• _THE INPUT_
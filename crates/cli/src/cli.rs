use anyhow::Result;
use ccrun_core::{Action, Request, RunOptions};
use clap::{Parser, Subcommand};
use std::path::PathBuf;

use crate::commands::{action_command, config_command, init_command};

#[derive(Parser, Debug)]
#[command(name = "ccrun")]
#[command(version, about, long_about = None)]
#[command(after_help = "ENVIRONMENT:\n    RUST_LOG=debug    Enable debug logging")]
pub struct Cli {
    /// Use this file instead of the per-user settings.json
    #[arg(long, global = true, value_name = "PATH")]
    pub global_config: Option<PathBuf>,

    #[command(subcommand)]
    pub command: Commands,
}

#[derive(Subcommand, Debug)]
pub enum Commands {
    /// Compile a C or C++ source file
    #[command(visible_alias = "c")]
    Compile {
        /// Path to the source file (e.g., src/main.cpp)
        file: PathBuf,

        /// Ask for the compiler flags
        #[arg(short = 'f', long)]
        with_flags: bool,

        /// Print the compiler call without executing it
        #[arg(short, long)]
        dry_run: bool,
    },
    /// Run the executable built from a source file
    #[command(visible_alias = "r")]
    Run {
        /// Path to the source file (e.g., src/main.cpp)
        file: PathBuf,

        /// Ask for the program arguments
        #[arg(short = 'a', long)]
        with_args: bool,

        /// Open a separate terminal window
        #[arg(short, long)]
        external: bool,

        /// Print the run command without executing it
        #[arg(short, long)]
        dry_run: bool,
    },
    /// Compile a source file, then run it
    #[command(visible_alias = "cr")]
    CompileRun {
        /// Path to the source file (e.g., src/main.cpp)
        file: PathBuf,

        /// Ask for the compiler flags
        #[arg(short = 'f', long)]
        with_flags: bool,

        /// Ask for the program arguments
        #[arg(short = 'a', long)]
        with_args: bool,

        /// Open a separate terminal window
        #[arg(short, long)]
        external: bool,

        /// Print both commands without executing them
        #[arg(short, long)]
        dry_run: bool,
    },
    /// Write a .ccrun.json with every setting spelled out
    Init {
        /// Directory to write the config to (defaults to current directory)
        #[arg(long)]
        cwd: Option<PathBuf>,

        /// Force overwrite existing configuration
        #[arg(short, long)]
        force: bool,
    },
    /// Show the effective settings for a source file
    Config {
        /// Path to the source file
        file: PathBuf,
    },
}

impl Commands {
    /// The compile/run request behind an action subcommand
    pub fn request(&self) -> Option<Request> {
        match *self {
            Commands::Compile { with_flags, .. } => {
                let action = if with_flags {
                    Action::CompileWithFlags
                } else {
                    Action::Compile
                };
                Some(action.request(false))
            }
            Commands::Run {
                with_args,
                external,
                ..
            } => {
                let action = if with_args {
                    Action::RunWithArguments
                } else {
                    Action::Run
                };
                Some(action.request(external))
            }
            Commands::CompileRun {
                with_flags,
                with_args,
                external,
                ..
            } => {
                let mut request = Action::CompileRun.request(external);
                if let Some(compile) = request.compile.as_mut() {
                    compile.prompt_flags = with_flags;
                }
                request.run = Some(RunOptions {
                    prompt_args: with_args,
                    external,
                });
                Some(request)
            }
            Commands::Init { .. } | Commands::Config { .. } => None,
        }
    }

    /// Execute the command
    pub async fn execute(self, global_config: Option<PathBuf>) -> Result<()> {
        let request = self.request();
        match self {
            Commands::Compile { file, dry_run, .. }
            | Commands::Run { file, dry_run, .. }
            | Commands::CompileRun { file, dry_run, .. } => {
                let request = request.unwrap_or_default();
                action_command(&file, request, dry_run, global_config.as_deref()).await
            }
            Commands::Init { cwd, force } => init_command(cwd.as_deref(), force),
            Commands::Config { file } => config_command(&file, global_config.as_deref()),
        }
    }
}

#[cfg(test)]
mod tests {
    use super::*;
    use ccrun_core::CompileOptions;

    #[test]
    fn test_compile_run_combines_prompts() {
        let cli = Cli::parse_from(["ccrun", "cr", "a.cpp", "-f", "-a", "-e"]);
        assert_eq!(
            cli.command.request(),
            Some(Request {
                compile: Some(CompileOptions { prompt_flags: true }),
                run: Some(RunOptions {
                    prompt_args: true,
                    external: true,
                }),
            })
        );
    }

    #[test]
    fn test_plain_run() {
        let cli = Cli::parse_from(["ccrun", "run", "a.c"]);
        assert_eq!(cli.command.request(), Some(Action::Run.request(false)));
    }

    #[test]
    fn test_global_config_after_subcommand() {
        let cli = Cli::parse_from(["ccrun", "config", "a.c", "--global-config", "/tmp/g.json"]);
        assert_eq!(cli.global_config, Some(PathBuf::from("/tmp/g.json")));
        assert!(cli.command.request().is_none());
    }
}
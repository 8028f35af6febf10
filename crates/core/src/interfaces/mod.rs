//! Collaborator interfaces.
//!
//! The dispatchers never talk to the editor, the settings store, the
//! filesystem or the OS directly. Everything they need goes through these
//! traits, so a host (the CLI, an editor plugin, a test) decides what a
//! prompt or a terminal actually is.

pub mod process;

use std::path::{Path, PathBuf};

use crate::{config::Settings, error::Result, shell::ShellKind, types::Language};

pub use process::CompilerProcess;

/// Severity of a user-facing notification
#[derive(Debug, Clone, Copy, PartialEq, Eq, Hash)]
pub enum Level {
    Info,
    Warning,
    Error,
}

#[derive(Debug, Clone, PartialEq, Eq)]
pub struct Notification {
    pub level: Level,
    pub message: String,
}

impl Notification {
    pub fn info(message: impl Into<String>) -> Self {
        Self {
            level: Level::Info,
            message: message.into(),
        }
    }

    pub fn warning(message: impl Into<String>) -> Self {
        Self {
            level: Level::Warning,
            message: message.into(),
        }
    }

    pub fn error(message: impl Into<String>) -> Self {
        Self {
            level: Level::Error,
            message: message.into(),
        }
    }
}

/// An input box: a label, an optional greyed-out hint and a prefilled value
#[derive(Debug, Clone, Default, PartialEq, Eq)]
pub struct InputRequest {
    pub prompt: String,
    pub placeholder: Option<String>,
    pub value: Option<String>,
}

impl InputRequest {
    pub fn new(prompt: impl Into<String>) -> Self {
        Self {
            prompt: prompt.into(),
            ..Default::default()
        }
    }

    pub fn with_placeholder(mut self, placeholder: impl Into<String>) -> Self {
        self.placeholder = Some(placeholder.into());
        self
    }

    pub fn with_value(mut self, value: impl Into<String>) -> Self {
        self.value = Some(value.into());
        self
    }
}

/// The editor-side surface: the active document, prompts, notifications
/// and the compiler output panel.
pub trait Editor {
    /// Persist unsaved edits of the active document
    fn save_active(&self) -> Result<()>;

    /// Ask for a line of text. `None` means the prompt was dismissed.
    fn prompt(&self, request: &InputRequest) -> Option<String>;

    fn notify(&self, notification: Notification);

    /// Show `message` with a single action button; true if it was chosen
    fn confirm(&self, level: Level, message: &str, action: &str) -> bool;

    /// Append a chunk of compiler output, tagged with the source name
    fn append_output(&self, source: &str, chunk: &str);

    /// Bring the output panel into view
    fn show_output(&self);
}

/// Settings storage
pub trait ConfigStore {
    /// Effective settings for a file in `start_dir`
    fn load(&self, start_dir: &Path) -> Result<Settings>;

    /// Remember a corrected compiler path in the global configuration
    fn persist_compiler_path(&self, language: Language, path: &str) -> Result<()>;
}

pub trait FileSystem {
    fn exists(&self, path: &Path) -> bool;

    fn create_dir_all(&self, path: &Path) -> Result<()>;
}

/// PATH lookup for programs
pub trait BinaryProbe {
    fn resolve(&self, program: &str) -> Option<PathBuf>;
}

/// Fire-and-forget execution of a shell command line, used to open
/// external terminal windows.
pub trait CommandLauncher {
    fn exec(&self, command: &str, working_dir: &Path) -> Result<()>;
}

/// What to run in the embedded terminal
#[derive(Debug, Clone, PartialEq, Eq)]
pub struct TerminalRequest {
    /// Name of the terminal panel
    pub name: String,
    pub command: String,
    pub working_dir: PathBuf,
    pub shell: ShellKind,
    /// Clear the panel before running
    pub clear: bool,
}

/// The editor's own terminal. Exit status is not observed.
pub trait EmbeddedTerminal {
    fn run(&self, request: &TerminalRequest) -> Result<()>;
}

/// Borrowed set of collaborators handed to the dispatchers
#[derive(Clone, Copy)]
pub struct Host<'a> {
    pub editor: &'a dyn Editor,
    pub config: &'a dyn ConfigStore,
    pub fs: &'a dyn FileSystem,
    pub probe: &'a dyn BinaryProbe,
    pub launcher: &'a dyn CommandLauncher,
    pub terminal: &'a dyn EmbeddedTerminal,
}
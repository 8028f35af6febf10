use std::path::{Path, PathBuf};

use super::{Language, Platform};
use crate::error::Result;

/// The file being compiled or run, resolved once per invocation
#[derive(Debug, Clone, PartialEq, Eq)]
pub struct SourceFile {
    path: PathBuf,
    directory: PathBuf,
    extension: String,
    title: String,
    executable: PathBuf,
}

impl SourceFile {
    /// Resolve `path` against the current directory and derive the
    /// executable location. The executable goes into `output_dir` when one is
    /// given, next to the source otherwise.
    pub fn new(path: &Path, output_dir: Option<&Path>, platform: Platform) -> Result<Self> {
        let path = std::path::absolute(path)?;
        let directory = path
            .parent()
            .map(Path::to_path_buf)
            .unwrap_or_else(|| PathBuf::from("/"));
        let extension = path
            .extension()
            .and_then(|e| e.to_str())
            .unwrap_or_default()
            .to_string();
        let title = path
            .file_stem()
            .and_then(|s| s.to_str())
            .unwrap_or("a")
            .to_string();

        let executable_dir = match output_dir {
            Some(dir) if dir.is_absolute() => dir.to_path_buf(),
            Some(dir) => directory.join(dir),
            None => directory.clone(),
        };
        let executable =
            executable_dir.join(format!("{}{}", title, platform.executable_suffix()));

        Ok(Self {
            path,
            directory,
            extension,
            title,
            executable,
        })
    }

    pub fn path(&self) -> &Path {
        &self.path
    }

    pub fn directory(&self) -> &Path {
        &self.directory
    }

    pub fn extension(&self) -> &str {
        &self.extension
    }

    /// File name without extension, also used as the terminal window title
    pub fn title(&self) -> &str {
        &self.title
    }

    /// File name with extension, used to tag compiler output
    pub fn name(&self) -> String {
        self.path
            .file_name()
            .map(|n| n.to_string_lossy().into_owned())
            .unwrap_or_default()
    }

    pub fn executable(&self) -> &Path {
        &self.executable
    }

    pub fn language(&self) -> Result<Language> {
        Language::from_extension(&self.extension)
    }
}

#[cfg(test)]
mod tests {
    use super::*;
    use crate::error::Error;

    #[test]
    fn test_executable_next_to_source() {
        let file = SourceFile::new(Path::new("/tmp/a.cpp"), None, Platform::Linux).unwrap();
        assert_eq!(file.path(), Path::new("/tmp/a.cpp"));
        assert_eq!(file.directory(), Path::new("/tmp"));
        assert_eq!(file.extension(), "cpp");
        assert_eq!(file.title(), "a");
        assert_eq!(file.name(), "a.cpp");
        assert_eq!(file.executable(), Path::new("/tmp/a"));
        assert_eq!(file.language().unwrap(), Language::Cpp);
    }

    #[test]
    fn test_windows_executable_suffix() {
        let file = SourceFile::new(Path::new("/src/main.c"), None, Platform::Windows).unwrap();
        assert_eq!(file.executable(), Path::new("/src/main.exe"));
    }

    #[test]
    fn test_relative_output_dir() {
        let file = SourceFile::new(
            Path::new("/work/hello.c"),
            Some(Path::new("build")),
            Platform::Linux,
        )
        .unwrap();
        assert_eq!(file.executable(), Path::new("/work/build/hello"));
    }

    #[test]
    fn test_absolute_output_dir() {
        let file = SourceFile::new(
            Path::new("/work/hello.c"),
            Some(Path::new("/var/out")),
            Platform::Linux,
        )
        .unwrap();
        assert_eq!(file.executable(), Path::new("/var/out/hello"));
    }

    #[test]
    fn test_unsupported_extension() {
        let file = SourceFile::new(Path::new("/work/notes.txt"), None, Platform::Linux).unwrap();
        assert!(matches!(file.language(), Err(Error::UnsupportedExtension(_))));
    }
}
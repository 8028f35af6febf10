//! Shell dialects and the syntax differences between them

pub mod quote;

use serde::{Deserialize, Serialize};
use std::path::Path;

use crate::types::Platform;

pub use quote::{applescript_string, quote, single_quote};

/// Shell dialect a run command is written for. Exactly one is chosen per run
/// before the command string is assembled.
#[derive(Debug, Clone, Copy, PartialEq, Eq, Hash, Serialize, Deserialize)]
#[serde(rename_all = "snake_case")]
pub enum ShellKind {
    /// sh, bash, zsh and friends
    Posix,
    /// Windows `cmd.exe`
    Cmd,
    /// Windows PowerShell or `pwsh`
    PowerShell,
    /// Anything else, including commands handed to an external terminal
    Other,
}

impl ShellKind {
    pub const ALL: [ShellKind; 4] = [
        ShellKind::Posix,
        ShellKind::Cmd,
        ShellKind::PowerShell,
        ShellKind::Other,
    ];

    /// Text placed in front of the executable so the shell will launch it.
    ///
    /// `bare` is true when the executable is referenced by file name relative
    /// to the working directory.
    pub fn run_prefix(self, bare: bool) -> &'static str {
        match (self, bare) {
            (ShellKind::Posix, true) => "./",
            (ShellKind::Other, true) => "./",
            (ShellKind::Cmd, true) => ".\\",
            (ShellKind::PowerShell, true) => "& .\\",
            (ShellKind::PowerShell, false) => "& ",
            (ShellKind::Posix | ShellKind::Cmd | ShellKind::Other, false) => "",
        }
    }

    pub fn is_windows(self) -> bool {
        matches!(self, ShellKind::Cmd | ShellKind::PowerShell)
    }
}

impl std::fmt::Display for ShellKind {
    fn fmt(&self, f: &mut std::fmt::Formatter<'_>) -> std::fmt::Result {
        let name = match self {
            ShellKind::Posix => "posix",
            ShellKind::Cmd => "cmd",
            ShellKind::PowerShell => "powershell",
            ShellKind::Other => "other",
        };
        f.write_str(name)
    }
}

/// Classify a shell by program name or path, e.g. `/usr/bin/zsh`,
/// `C:\Windows\System32\cmd.exe` or `pwsh`.
pub fn parse_shell(program: &str) -> ShellKind {
    let name = program
        .rsplit(['/', '\\'])
        .next()
        .unwrap_or(program)
        .to_lowercase();
    let name = name.strip_suffix(".exe").unwrap_or(&name);

    match name {
        "cmd" => ShellKind::Cmd,
        "powershell" | "pwsh" => ShellKind::PowerShell,
        "sh" | "bash" | "zsh" | "dash" | "ksh" | "mksh" | "ash" => ShellKind::Posix,
        _ => ShellKind::Other,
    }
}

/// Work out which shell the embedded terminal uses. A configured shell wins,
/// then `ComSpec` on Windows or `SHELL` elsewhere.
pub fn detect_shell(
    platform: Platform,
    configured: Option<&str>,
    var: impl Fn(&str) -> Option<String>,
) -> (ShellKind, Option<String>) {
    if let Some(program) = configured.filter(|s| !s.trim().is_empty()) {
        return (parse_shell(program), Some(program.to_string()));
    }

    let (key, fallback) = match platform {
        Platform::Windows => ("ComSpec", ShellKind::Cmd),
        _ => ("SHELL", ShellKind::Posix),
    };

    match var(key).filter(|s| !s.is_empty()) {
        Some(program) => (parse_shell(&program), Some(program)),
        None => (fallback, None),
    }
}

/// Name of a program as it should be compared against known terminals.
pub fn program_name(program: &str) -> &str {
    Path::new(program)
        .file_name()
        .and_then(|n| n.to_str())
        .unwrap_or(program)
}

#[cfg(test)]
mod tests {
    use super::*;

    #[test]
    fn test_run_prefix_is_total() {
        for shell in ShellKind::ALL {
            // Every shell has an answer for both bare names and full paths
            let _ = shell.run_prefix(true);
            let _ = shell.run_prefix(false);
        }
        assert_eq!(ShellKind::Posix.run_prefix(true), "./");
        assert_eq!(ShellKind::Posix.run_prefix(false), "");
        assert_eq!(ShellKind::Cmd.run_prefix(true), ".\\");
        assert_eq!(ShellKind::PowerShell.run_prefix(false), "& ");
        assert_eq!(ShellKind::Other.run_prefix(false), "");
    }

    #[test]
    fn test_parse_shell() {
        assert_eq!(parse_shell("/bin/bash"), ShellKind::Posix);
        assert_eq!(parse_shell("/usr/bin/zsh"), ShellKind::Posix);
        assert_eq!(parse_shell("C:\\Windows\\System32\\cmd.exe"), ShellKind::Cmd);
        assert_eq!(parse_shell("PowerShell.exe"), ShellKind::PowerShell);
        assert_eq!(parse_shell("pwsh"), ShellKind::PowerShell);
        assert_eq!(parse_shell("/usr/bin/fish"), ShellKind::Other);
        assert_eq!(parse_shell(""), ShellKind::Other);
    }

    #[test]
    fn test_detect_shell_prefers_configuration() {
        let (shell, program) = detect_shell(Platform::Linux, Some("pwsh"), |_| {
            Some("/bin/bash".to_string())
        });
        assert_eq!(shell, ShellKind::PowerShell);
        assert_eq!(program.as_deref(), Some("pwsh"));
    }

    #[test]
    fn test_detect_shell_from_environment() {
        let (shell, program) = detect_shell(Platform::Linux, None, |key| {
            (key == "SHELL").then(|| "/bin/zsh".to_string())
        });
        assert_eq!(shell, ShellKind::Posix);
        assert_eq!(program.as_deref(), Some("/bin/zsh"));

        let (shell, _) = detect_shell(Platform::Windows, None, |key| {
            (key == "ComSpec").then(|| "C:\\Windows\\system32\\cmd.exe".to_string())
        });
        assert_eq!(shell, ShellKind::Cmd);
    }

    #[test]
    fn test_detect_shell_fallbacks() {
        assert_eq!(
            detect_shell(Platform::MacOs, None, |_| None),
            (ShellKind::Posix, None)
        );
        assert_eq!(
            detect_shell(Platform::Windows, Some("  "), |_| None),
            (ShellKind::Cmd, None)
        );
    }
}
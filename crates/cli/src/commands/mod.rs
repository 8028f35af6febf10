pub mod action;
pub mod config;
pub mod init;

pub use action::action_command;
pub use config::config_command;
pub use init::init_command;

use ccrun_core::JsonConfigStore;
use std::path::Path;

/// Settings store, optionally pointed at a different global file
pub(crate) fn config_store(global_config: Option<&Path>) -> JsonConfigStore {
    match global_config {
        Some(path) => JsonConfigStore::with_global_path(path),
        None => JsonConfigStore::new(),
    }
}
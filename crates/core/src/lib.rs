//! ccrun - compile and run single C/C++ source files
//!
//! This crate provides functionality to:
//! - Describe a source file and where its executable goes
//! - Pick and invoke the right compiler, streaming its output
//! - Build a shell-correct run command for the detected shell
//! - Launch it in an embedded or an external terminal window
pub mod command;
pub mod compile_run;
pub mod compiler;
pub mod config;
pub mod error;
pub mod interfaces;
pub mod runner;
pub mod services;
pub mod shell;
pub mod terminal;
pub mod types;

// Re-export commonly used types and traits
pub use error::{Error, Result};
pub use types::*;

// Re-export main API components
pub use command::{CompileInvocation, RunCommand};
pub use compile_run::{Action, CompileRun, Plan, Request};
pub use compiler::{CompileOptions, Compiler};
pub use config::{JsonConfigStore, Settings, SettingsLayer};
pub use interfaces::Host;
pub use runner::{RunOptions, RunPlan, Runner};
pub use shell::ShellKind;
pub use terminal::{ExternalTerminal, TerminalTarget};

• _WORK ORDER_
Your reply should be one number: how many lines in this listing contain the string "EmbeddedTerminal".

• _FINISHED TASK_
2